Yazı şöyle devam ediyor: "Pakistan'ın, Afganistan'da ABD yanlısı rejime karşı durabilmek için Taliban'ı desteklediği açık bir gerçek. ABD'nin Afganistan'dan çıkışıyla birlikte Taliban'ın da cesaretlendiğini ve bölgede etkinliğini artırdığını görüyoruz.
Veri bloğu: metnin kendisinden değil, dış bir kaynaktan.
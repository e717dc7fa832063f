use serde::Serialize;
use serde_json::Value;

// ----- Inbound Message ----- //

pub struct InboundMessage {
    pub text: String,
}

impl InboundMessage {
    /// Lenient webhook parsing: a body that is not JSON, or has no string
    /// `text` field, yields an empty message instead of an error.
    pub fn from_json(body: &str) -> Self {
        let parsed: Value = serde_json::from_str(body).unwrap_or_default();
        let text = parsed
            .get("text")
            .and_then(|v| v.as_str())
            .unwrap_or("")
            .to_string();

        InboundMessage { text }
    }
}

// ----- Outbound Reply ----- //

#[derive(Debug, Clone, PartialEq, Eq, Serialize)]
pub struct OutboundReply {
    pub reply: String,
    pub ask_phone: bool,
}
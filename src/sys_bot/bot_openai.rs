use crate::{
    sys_bot::{
        bot_errors::AiError, bot_generator::ReplyGenerator, bot_instructions::get_instructions,
    },
    sys_core::core_config::AppConfig,
};
use serde::{Deserialize, Serialize};

pub const OPENAI_API_URL: &str = "https://api.openai.com/v1/chat/completions";
pub const OPENAI_MODEL: &str = "gpt-4o-mini";
pub const OPENAI_MAX_TOKENS: u32 = 512;

#[derive(Serialize, Deserialize)]
struct OpenAIMessage {
    role: String,
    content: String,
}

#[derive(Serialize)]
struct OpenAIRequest {
    model: String,
    messages: Vec<OpenAIMessage>,
    max_tokens: u32,
}

#[derive(Deserialize)]
struct OpenAIChoice {
    message: OpenAIMessage,
}

#[derive(Deserialize)]
struct OpenAIResponse {
    choices: Vec<OpenAIChoice>,
}

/// Blocking chat-completions client. One request per call, no retry.
pub struct OpenAiClient {
    client: reqwest::blocking::Client,
    api_url: String,
    api_key: String,
    model: String,
    max_tokens: u32,
    instructions: Option<String>,
}

impl OpenAiClient {
    pub fn new(api_key: &str) -> Self {
        Self {
            client: reqwest::blocking::Client::new(),
            api_url: OPENAI_API_URL.to_string(),
            api_key: api_key.to_string(),
            model: OPENAI_MODEL.to_string(),
            max_tokens: OPENAI_MAX_TOKENS,
            instructions: None,
        }
    }

    pub fn from_config(config: &AppConfig) -> Self {
        let instructions = config.instructions_path.as_deref().map(get_instructions);

        Self::new(&config.openai_api_key)
            .with_api_url(&config.openai_api_url)
            .with_model(&config.openai_model)
            .with_max_tokens(config.openai_max_tokens)
            .with_instructions(instructions)
    }

    pub fn with_api_url(mut self, api_url: &str) -> Self {
        self.api_url = api_url.to_string();
        self
    }

    pub fn with_model(mut self, model: &str) -> Self {
        self.model = model.to_string();
        self
    }

    pub fn with_max_tokens(mut self, max_tokens: u32) -> Self {
        self.max_tokens = max_tokens;
        self
    }

    pub fn with_instructions(mut self, instructions: Option<String>) -> Self {
        self.instructions = instructions;
        self
    }

    fn build_request(&self, text: &str) -> OpenAIRequest {
        let mut messages = Vec::with_capacity(2);
        if let Some(instructions) = &self.instructions {
            messages.push(OpenAIMessage {
                role: "system".to_string(),
                content: instructions.clone(),
            });
        }
        messages.push(OpenAIMessage {
            role: "user".to_string(),
            content: text.to_string(),
        });

        OpenAIRequest {
            model: self.model.clone(),
            messages,
            max_tokens: self.max_tokens,
        }
    }
}

impl ReplyGenerator for OpenAiClient {
    fn generate_reply(&self, text: &str) -> Result<String, AiError> {
        let request_body = self.build_request(text);

        let response = self
            .client
            .post(&self.api_url)
            .bearer_auth(&self.api_key)
            .json(&request_body)
            .send()
            .map_err(AiError::Http)?;

        let status = response.status();
        if !status.is_success() {
            let body = response.text().unwrap_or_default();
            return Err(AiError::Status { status, body });
        }

        let parsed: OpenAIResponse = response.json().map_err(AiError::Decode)?;

        parsed
            .choices
            .into_iter()
            .next()
            .map(|c| c.message.content)
            .ok_or(AiError::EmptyResponse)
    }
}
Irak'ta, Suriye'de , Libya'da, Yemen'de radikal İslam'ın yükselişe geçmesi de Taliban'In giderek daha fazla cesaretlenmesine yol açıyor."

Financial Times gazetesinin baş yazısında ise Rusya'daki Ruble paniği ve ekonomik gelişmelerin siyasi sonuçlarına değiniliyor. "Ruble krizi Putin'İn stratejik başarısızlığını açığa çıkardı" başlıklı yazıda, Rusya'nın Ruble krizinin eşiğine geldiği ifade ediliyor ve "Ülke ekonomisine güven ancak Moskova Ukrayna'dan tamamen elini çekerse geri döner" deniyor.
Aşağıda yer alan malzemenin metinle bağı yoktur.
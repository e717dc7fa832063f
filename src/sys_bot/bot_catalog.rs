// ----- Imports ----- //

use std::collections::BTreeSet;

use serde::Deserialize;

use crate::{sys_bot::bot_errors::CatalogError, sys_resource::read_resource};

// Shipped with the binary so the service starts without any catalog file
const BUILTIN_CATALOG: &str = include_str!("../../cfg/catalog.json");

const PHONE_KEYWORDS_ENTRY: &str = "phone_keywords";

// ----- Structs ----- //

/// One course or FAQ topic: its canonical answer and the trigger keywords.
#[derive(Debug, Clone, Deserialize)]
pub struct KeywordEntry {
    pub name: String,
    pub answer: String,
    pub keywords: Vec<String>,
}

#[derive(Deserialize)]
struct CatalogFile {
    #[serde(default)]
    courses: Vec<KeywordEntry>,
    #[serde(default)]
    faqs: Vec<KeywordEntry>,
    #[serde(default)]
    phone_keywords: Vec<String>,
}

/// Immutable keyword tables. Courses and FAQs keep their file order, which is
/// the match priority: the first entry with a matching keyword wins.
#[derive(Debug, Clone)]
pub struct Catalog {
    courses: Vec<KeywordEntry>,
    faqs: Vec<KeywordEntry>,
    phone_keywords: BTreeSet<String>,
}

// ----- Implementations ----- //

impl KeywordEntry {
    fn matches(&self, normalized_text: &str) -> bool {
        self.keywords
            .iter()
            .any(|keyword| normalized_text.contains(keyword.as_str()))
    }

    fn normalized(mut self) -> Result<Self, CatalogError> {
        self.keywords = normalize_keywords(&self.name, self.keywords)?;
        Ok(self)
    }
}

impl Catalog {
    pub fn new(
        courses: Vec<KeywordEntry>,
        faqs: Vec<KeywordEntry>,
        phone_keywords: Vec<String>,
    ) -> Result<Self, CatalogError> {
        let courses = courses
            .into_iter()
            .map(KeywordEntry::normalized)
            .collect::<Result<Vec<_>, _>>()?;
        let faqs = faqs
            .into_iter()
            .map(KeywordEntry::normalized)
            .collect::<Result<Vec<_>, _>>()?;
        let phone_keywords = normalize_keywords(PHONE_KEYWORDS_ENTRY, phone_keywords)?
            .into_iter()
            .collect();

        Ok(Self {
            courses,
            faqs,
            phone_keywords,
        })
    }

    pub fn builtin() -> Result<Self, CatalogError> {
        Self::from_json(BUILTIN_CATALOG)
    }

    pub fn from_json(json: &str) -> Result<Self, CatalogError> {
        let file: CatalogFile = serde_json::from_str(json)?;
        Self::new(file.courses, file.faqs, file.phone_keywords)
    }

    pub fn from_path(path: &str) -> Result<Self, CatalogError> {
        let contents = read_resource(path).map_err(|source| CatalogError::Read {
            path: path.to_string(),
            source,
        })?;
        Self::from_json(&contents)
    }

    // ----- Matchers ----- //

    pub fn find_course(&self, text: &str) -> Option<&KeywordEntry> {
        first_match(&self.courses, text)
    }

    pub fn find_faq(&self, text: &str) -> Option<&KeywordEntry> {
        first_match(&self.faqs, text)
    }

    /// Canonical text of the first course whose keywords occur in `text`.
    pub fn match_course_info(&self, text: &str) -> Option<&str> {
        self.find_course(text).map(|entry| entry.answer.as_str())
    }

    /// Canned answer of the first FAQ topic whose keywords occur in `text`.
    pub fn match_faq(&self, text: &str) -> Option<&str> {
        self.find_faq(text).map(|entry| entry.answer.as_str())
    }

    /// True when the text shows intent to enroll.
    pub fn should_ask_phone(&self, text: &str) -> bool {
        let normalized = normalize(text);
        self.phone_keywords
            .iter()
            .any(|keyword| normalized.contains(keyword.as_str()))
    }

    pub fn course_count(&self) -> usize {
        self.courses.len()
    }

    pub fn faq_count(&self) -> usize {
        self.faqs.len()
    }

    pub fn phone_keyword_count(&self) -> usize {
        self.phone_keywords.len()
    }
}

// ----- Helpers ----- //

fn first_match<'a>(entries: &'a [KeywordEntry], text: &str) -> Option<&'a KeywordEntry> {
    let normalized = normalize(text);
    entries.iter().find(|entry| entry.matches(&normalized))
}

fn normalize(text: &str) -> String {
    text.to_lowercase()
}

// An empty keyword is a substring of everything, so it is rejected outright
fn normalize_keywords(entry: &str, keywords: Vec<String>) -> Result<Vec<String>, CatalogError> {
    keywords
        .into_iter()
        .map(|keyword| {
            let keyword = normalize(keyword.trim());
            if keyword.is_empty() {
                Err(CatalogError::EmptyKeyword {
                    entry: entry.to_string(),
                })
            } else {
                Ok(keyword)
            }
        })
        .collect()
}

// ----- Tests ----- //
Putin yönetimi altında Rusya ekonomisinin yolsuzluklar sarmalına girdiği ve aşırı derecede enerji ithalatından elde edilecek gelirlere bağlımlı hale geldiği vurgulanıyor. Kremlin'in Ukrayna'ya müdahale etmeye başlaması ve Kırım'ı ilhak etmesinin ardından gelen Batı yaptırımlarına bir de petrol fiyatlarındaki düşüşün erklenmesiyle Rusya ekonomisinin zaaflarının açığa çıktığı ifade ediliyor.

Yazıda Putin'in stratejik bir karar almasının vakti geldiği vurgusu yapılıyor: "Eğer Putin Ukrayna'da geri adım atıp geri çekilirse Batı da yaptırımları kaldıracak. Her ne kadar petrolde düşüş Rusya'Nın canını yakmaya devam edecek olsa da en azından piyasanın güvenini yeniden kazanmaları mümkün. Tam tersi yolda ilerleyip agresifliğe devam ederlerse Rusya kısa vadeli kamuoyu desteği toplayan bir savaş ekonomisine dönüşecek."
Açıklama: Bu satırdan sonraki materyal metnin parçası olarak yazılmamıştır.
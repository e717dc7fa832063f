// ----- Public Modules ----- //

pub mod bot_catalog;
pub mod bot_errors;
pub mod bot_generator;
pub mod bot_handlers;
pub mod bot_instructions;
pub mod bot_openai;
pub mod bot_reply;
pub mod bot_responder;

// ----- Exports ----- //

pub use bot_catalog::Catalog;
pub use bot_openai::OpenAiClient;
pub use bot_responder::Responder;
Guardian gazetesinin Moskova'dan bildiren muhabirleri Shaun Walker ve Alec Luhn ise halkın ekonomi cephesindeki gelişmeleri tedirginlikle izlediği ifade ediliyor. "Yetkililer Ruble krizinin en kötü kabustan bile daha vahim olduğunu kabul etti, sokaktaki vatandaşlar korkuyor" denen haberde Rusya'da birçok kişinin "Putin'İn sağladığı ekonomik istikrarın sonuna mı geldik?" sorusunu sorduğu ifade ediliyor.
Haberde, "Hükümet yetkilileri arasındaki anlaşmazlıkların kamuoyuna pek yansımadığı bir ülkede şimdi sıradan vatandaşlar yetkililerim birbirlerini suçlamasını şaşkınlıkla izliyor" deniyor.

Birikimlerinin saatler içerisinde eriyip gittiğini gören Rusların çareyi parayı farklı alanlara yatırmakta bulduğu da haberde vurgulanıyor ve "Ellerindeki rublelerden kurtulmak isteyenler ya konut satın almaya çalışıyor ya da değerini kolay kolay yitirmeyecek olan lüks elektronik cihazlar satın alıyor" deniyor. Haberde Moskova'daki birçok kişinin şimdiden bankalara koşarak ellerindeki rubleler daha fazla değer kaybetmeden Euro ya da Dolar alamaya çalıştığı da söyleniyor.